- _WHAT YOU HAVE TO DO_: Repeat only the stretch of lines below that runs from the line with "pub fn reconstruct(&self, event: &Event, centrality: usize)" through the line with "let mut plane", unaltered.

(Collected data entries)

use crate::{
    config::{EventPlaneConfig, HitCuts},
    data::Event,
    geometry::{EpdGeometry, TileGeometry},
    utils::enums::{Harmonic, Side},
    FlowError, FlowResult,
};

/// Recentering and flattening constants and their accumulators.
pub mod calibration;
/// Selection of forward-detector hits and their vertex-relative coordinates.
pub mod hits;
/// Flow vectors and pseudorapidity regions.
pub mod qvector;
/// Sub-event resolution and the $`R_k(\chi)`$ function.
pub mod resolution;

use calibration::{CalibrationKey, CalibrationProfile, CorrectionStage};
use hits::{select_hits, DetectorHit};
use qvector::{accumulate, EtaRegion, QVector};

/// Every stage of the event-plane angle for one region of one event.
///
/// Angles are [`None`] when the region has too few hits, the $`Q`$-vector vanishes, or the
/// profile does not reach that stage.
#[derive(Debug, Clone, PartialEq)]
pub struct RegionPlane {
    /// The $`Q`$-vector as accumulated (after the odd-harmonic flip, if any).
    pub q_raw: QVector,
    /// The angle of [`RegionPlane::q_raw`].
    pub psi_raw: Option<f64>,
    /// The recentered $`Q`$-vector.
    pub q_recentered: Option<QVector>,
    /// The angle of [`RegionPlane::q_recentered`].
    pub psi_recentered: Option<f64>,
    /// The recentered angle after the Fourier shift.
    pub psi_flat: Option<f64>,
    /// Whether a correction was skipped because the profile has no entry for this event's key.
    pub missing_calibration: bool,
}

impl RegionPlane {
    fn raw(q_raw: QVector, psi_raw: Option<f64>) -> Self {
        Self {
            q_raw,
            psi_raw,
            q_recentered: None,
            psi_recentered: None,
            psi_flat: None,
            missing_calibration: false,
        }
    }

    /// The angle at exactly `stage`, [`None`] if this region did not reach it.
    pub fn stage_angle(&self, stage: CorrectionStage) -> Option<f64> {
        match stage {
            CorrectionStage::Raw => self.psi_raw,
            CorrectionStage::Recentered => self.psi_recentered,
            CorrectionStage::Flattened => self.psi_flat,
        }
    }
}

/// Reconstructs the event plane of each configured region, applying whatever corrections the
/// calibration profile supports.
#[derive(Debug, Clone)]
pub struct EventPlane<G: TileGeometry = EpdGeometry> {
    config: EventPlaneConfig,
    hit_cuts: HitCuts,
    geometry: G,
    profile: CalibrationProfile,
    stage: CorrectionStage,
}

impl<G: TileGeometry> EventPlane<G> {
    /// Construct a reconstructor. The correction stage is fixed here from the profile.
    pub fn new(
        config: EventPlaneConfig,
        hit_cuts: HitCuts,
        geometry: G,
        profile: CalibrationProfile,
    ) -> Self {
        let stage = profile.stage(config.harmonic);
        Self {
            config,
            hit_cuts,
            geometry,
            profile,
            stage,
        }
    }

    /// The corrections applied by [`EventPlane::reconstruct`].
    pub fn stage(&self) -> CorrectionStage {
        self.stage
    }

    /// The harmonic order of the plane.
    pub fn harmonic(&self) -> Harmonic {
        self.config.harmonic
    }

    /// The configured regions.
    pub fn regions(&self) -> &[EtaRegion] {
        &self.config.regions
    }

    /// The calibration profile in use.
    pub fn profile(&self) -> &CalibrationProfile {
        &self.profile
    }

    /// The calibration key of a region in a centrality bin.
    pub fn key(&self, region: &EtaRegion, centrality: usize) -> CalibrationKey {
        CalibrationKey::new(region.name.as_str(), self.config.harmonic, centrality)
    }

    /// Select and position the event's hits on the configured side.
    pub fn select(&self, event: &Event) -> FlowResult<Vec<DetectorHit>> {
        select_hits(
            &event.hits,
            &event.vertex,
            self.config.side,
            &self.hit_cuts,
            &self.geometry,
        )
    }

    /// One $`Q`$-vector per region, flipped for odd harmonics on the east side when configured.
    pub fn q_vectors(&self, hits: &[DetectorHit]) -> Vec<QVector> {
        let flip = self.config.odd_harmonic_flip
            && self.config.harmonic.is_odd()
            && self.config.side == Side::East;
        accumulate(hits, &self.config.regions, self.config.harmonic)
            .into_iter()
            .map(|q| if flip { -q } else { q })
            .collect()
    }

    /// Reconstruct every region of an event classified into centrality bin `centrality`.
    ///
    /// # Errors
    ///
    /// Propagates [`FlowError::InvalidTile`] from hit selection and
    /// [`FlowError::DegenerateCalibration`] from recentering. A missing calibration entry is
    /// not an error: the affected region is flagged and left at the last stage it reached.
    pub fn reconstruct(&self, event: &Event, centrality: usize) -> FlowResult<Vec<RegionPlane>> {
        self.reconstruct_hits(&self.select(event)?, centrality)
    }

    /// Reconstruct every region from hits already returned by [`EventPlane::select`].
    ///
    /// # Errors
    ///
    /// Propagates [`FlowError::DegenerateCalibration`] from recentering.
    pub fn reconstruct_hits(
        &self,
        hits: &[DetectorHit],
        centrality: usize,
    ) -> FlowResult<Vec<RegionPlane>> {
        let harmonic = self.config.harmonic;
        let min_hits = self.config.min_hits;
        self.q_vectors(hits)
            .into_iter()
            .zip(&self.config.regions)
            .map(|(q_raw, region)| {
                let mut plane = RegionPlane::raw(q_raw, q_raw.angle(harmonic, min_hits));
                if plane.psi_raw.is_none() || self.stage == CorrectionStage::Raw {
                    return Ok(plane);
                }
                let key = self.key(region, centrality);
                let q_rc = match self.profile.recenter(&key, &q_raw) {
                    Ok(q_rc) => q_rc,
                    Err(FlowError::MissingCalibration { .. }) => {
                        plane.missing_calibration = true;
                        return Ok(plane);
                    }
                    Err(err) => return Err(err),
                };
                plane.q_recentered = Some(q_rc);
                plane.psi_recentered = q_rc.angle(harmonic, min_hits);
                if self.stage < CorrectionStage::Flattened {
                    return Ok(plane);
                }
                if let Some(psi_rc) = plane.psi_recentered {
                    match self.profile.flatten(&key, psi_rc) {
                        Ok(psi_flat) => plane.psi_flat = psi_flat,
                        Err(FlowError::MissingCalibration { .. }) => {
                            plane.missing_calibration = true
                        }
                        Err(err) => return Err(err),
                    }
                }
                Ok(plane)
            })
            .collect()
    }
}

--

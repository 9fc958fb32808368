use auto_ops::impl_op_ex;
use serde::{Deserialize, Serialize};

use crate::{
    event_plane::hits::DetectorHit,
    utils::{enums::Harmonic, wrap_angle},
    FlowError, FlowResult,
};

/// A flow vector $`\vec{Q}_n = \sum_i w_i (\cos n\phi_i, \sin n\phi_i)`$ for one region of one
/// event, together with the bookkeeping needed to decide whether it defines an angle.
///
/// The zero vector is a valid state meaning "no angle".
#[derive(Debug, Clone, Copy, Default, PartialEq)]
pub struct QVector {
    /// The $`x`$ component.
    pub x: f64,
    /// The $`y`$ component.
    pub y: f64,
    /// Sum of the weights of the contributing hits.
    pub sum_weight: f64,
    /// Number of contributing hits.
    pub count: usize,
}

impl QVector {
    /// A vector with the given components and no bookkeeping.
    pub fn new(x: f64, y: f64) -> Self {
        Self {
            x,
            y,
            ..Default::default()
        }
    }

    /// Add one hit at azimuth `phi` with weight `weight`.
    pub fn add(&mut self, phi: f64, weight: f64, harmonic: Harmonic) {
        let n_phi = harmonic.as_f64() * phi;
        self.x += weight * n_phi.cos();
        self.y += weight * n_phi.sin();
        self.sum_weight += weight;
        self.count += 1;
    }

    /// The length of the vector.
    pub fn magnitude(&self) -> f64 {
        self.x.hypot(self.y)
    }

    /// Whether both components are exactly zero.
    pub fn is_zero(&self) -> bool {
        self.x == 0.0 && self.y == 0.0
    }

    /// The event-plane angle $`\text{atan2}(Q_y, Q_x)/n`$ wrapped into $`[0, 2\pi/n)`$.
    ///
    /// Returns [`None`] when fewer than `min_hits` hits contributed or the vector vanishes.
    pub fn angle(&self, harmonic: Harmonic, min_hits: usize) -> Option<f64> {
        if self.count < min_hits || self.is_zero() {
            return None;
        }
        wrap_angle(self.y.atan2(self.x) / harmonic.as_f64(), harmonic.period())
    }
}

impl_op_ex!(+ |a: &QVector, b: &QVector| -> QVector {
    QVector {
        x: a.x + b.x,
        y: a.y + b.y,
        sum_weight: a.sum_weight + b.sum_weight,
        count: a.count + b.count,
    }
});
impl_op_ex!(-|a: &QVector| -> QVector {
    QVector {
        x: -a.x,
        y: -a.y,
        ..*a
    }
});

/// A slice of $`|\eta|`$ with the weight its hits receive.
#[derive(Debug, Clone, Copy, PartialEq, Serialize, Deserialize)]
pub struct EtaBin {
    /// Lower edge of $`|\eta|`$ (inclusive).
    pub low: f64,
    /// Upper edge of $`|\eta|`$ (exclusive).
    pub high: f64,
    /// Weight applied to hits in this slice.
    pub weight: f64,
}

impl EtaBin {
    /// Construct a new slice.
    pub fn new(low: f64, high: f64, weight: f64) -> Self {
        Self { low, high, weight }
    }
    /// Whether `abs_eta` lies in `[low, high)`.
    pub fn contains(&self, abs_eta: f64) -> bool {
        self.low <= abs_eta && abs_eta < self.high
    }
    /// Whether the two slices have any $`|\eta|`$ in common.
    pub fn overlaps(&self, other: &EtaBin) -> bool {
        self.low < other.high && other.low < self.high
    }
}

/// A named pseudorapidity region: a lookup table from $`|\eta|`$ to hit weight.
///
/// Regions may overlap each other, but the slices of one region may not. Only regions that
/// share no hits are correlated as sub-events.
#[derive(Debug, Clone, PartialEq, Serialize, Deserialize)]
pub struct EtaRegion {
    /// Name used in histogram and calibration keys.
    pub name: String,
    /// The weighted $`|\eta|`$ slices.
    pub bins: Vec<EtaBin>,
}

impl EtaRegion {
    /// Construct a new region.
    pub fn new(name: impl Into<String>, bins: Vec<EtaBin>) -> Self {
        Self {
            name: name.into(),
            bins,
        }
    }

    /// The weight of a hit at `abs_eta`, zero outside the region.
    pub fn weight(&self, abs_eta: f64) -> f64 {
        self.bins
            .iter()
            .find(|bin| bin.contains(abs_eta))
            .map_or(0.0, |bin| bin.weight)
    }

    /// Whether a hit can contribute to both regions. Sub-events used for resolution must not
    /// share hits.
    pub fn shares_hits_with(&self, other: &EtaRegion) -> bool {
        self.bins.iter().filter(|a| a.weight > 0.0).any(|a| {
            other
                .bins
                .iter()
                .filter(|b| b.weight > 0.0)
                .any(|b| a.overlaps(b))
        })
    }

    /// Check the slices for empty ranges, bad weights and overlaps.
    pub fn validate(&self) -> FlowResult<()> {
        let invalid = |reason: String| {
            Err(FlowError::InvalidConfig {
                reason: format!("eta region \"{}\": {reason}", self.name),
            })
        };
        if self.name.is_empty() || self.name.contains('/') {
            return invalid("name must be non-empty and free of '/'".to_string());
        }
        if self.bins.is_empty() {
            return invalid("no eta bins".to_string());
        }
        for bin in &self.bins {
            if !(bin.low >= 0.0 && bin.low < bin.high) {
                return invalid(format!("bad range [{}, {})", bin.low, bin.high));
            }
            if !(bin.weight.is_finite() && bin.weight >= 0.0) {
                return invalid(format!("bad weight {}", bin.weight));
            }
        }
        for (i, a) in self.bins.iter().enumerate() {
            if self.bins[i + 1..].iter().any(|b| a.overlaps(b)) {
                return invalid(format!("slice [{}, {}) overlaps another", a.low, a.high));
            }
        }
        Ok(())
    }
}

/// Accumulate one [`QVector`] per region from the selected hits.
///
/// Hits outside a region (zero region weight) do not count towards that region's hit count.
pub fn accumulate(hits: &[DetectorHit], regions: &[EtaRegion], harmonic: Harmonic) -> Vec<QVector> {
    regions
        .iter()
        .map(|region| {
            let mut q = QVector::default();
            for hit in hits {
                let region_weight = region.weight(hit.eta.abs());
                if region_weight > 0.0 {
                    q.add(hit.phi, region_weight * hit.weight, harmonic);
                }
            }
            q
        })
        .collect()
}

- _EXERCISE ANSWER_:
    pub fn reconstruct(&self, event: &Event, centrality: usize) -> FlowResult<Vec<RegionPlane>> {
        self.reconstruct_hits(&self.select(event)?, centrality)
    }

    /// Reconstruct every region from hits already returned by [`EventPlane::select`].
    ///
    /// # Errors
    ///
    /// Propagates [`FlowError::DegenerateCalibration`] from recentering.
    pub fn reconstruct_hits(
        &self,
        hits: &[DetectorHit],
        centrality: usize,
    ) -> FlowResult<Vec<RegionPlane>> {
        let harmonic = self.config.harmonic;
        let min_hits = self.config.min_hits;
        self.q_vectors(hits)
            .into_iter()
            .zip(&self.config.regions)
            .map(|(q_raw, region)| {
                let mut plane = RegionPlane::raw(q_raw, q_raw.angle(harmonic, min_hits));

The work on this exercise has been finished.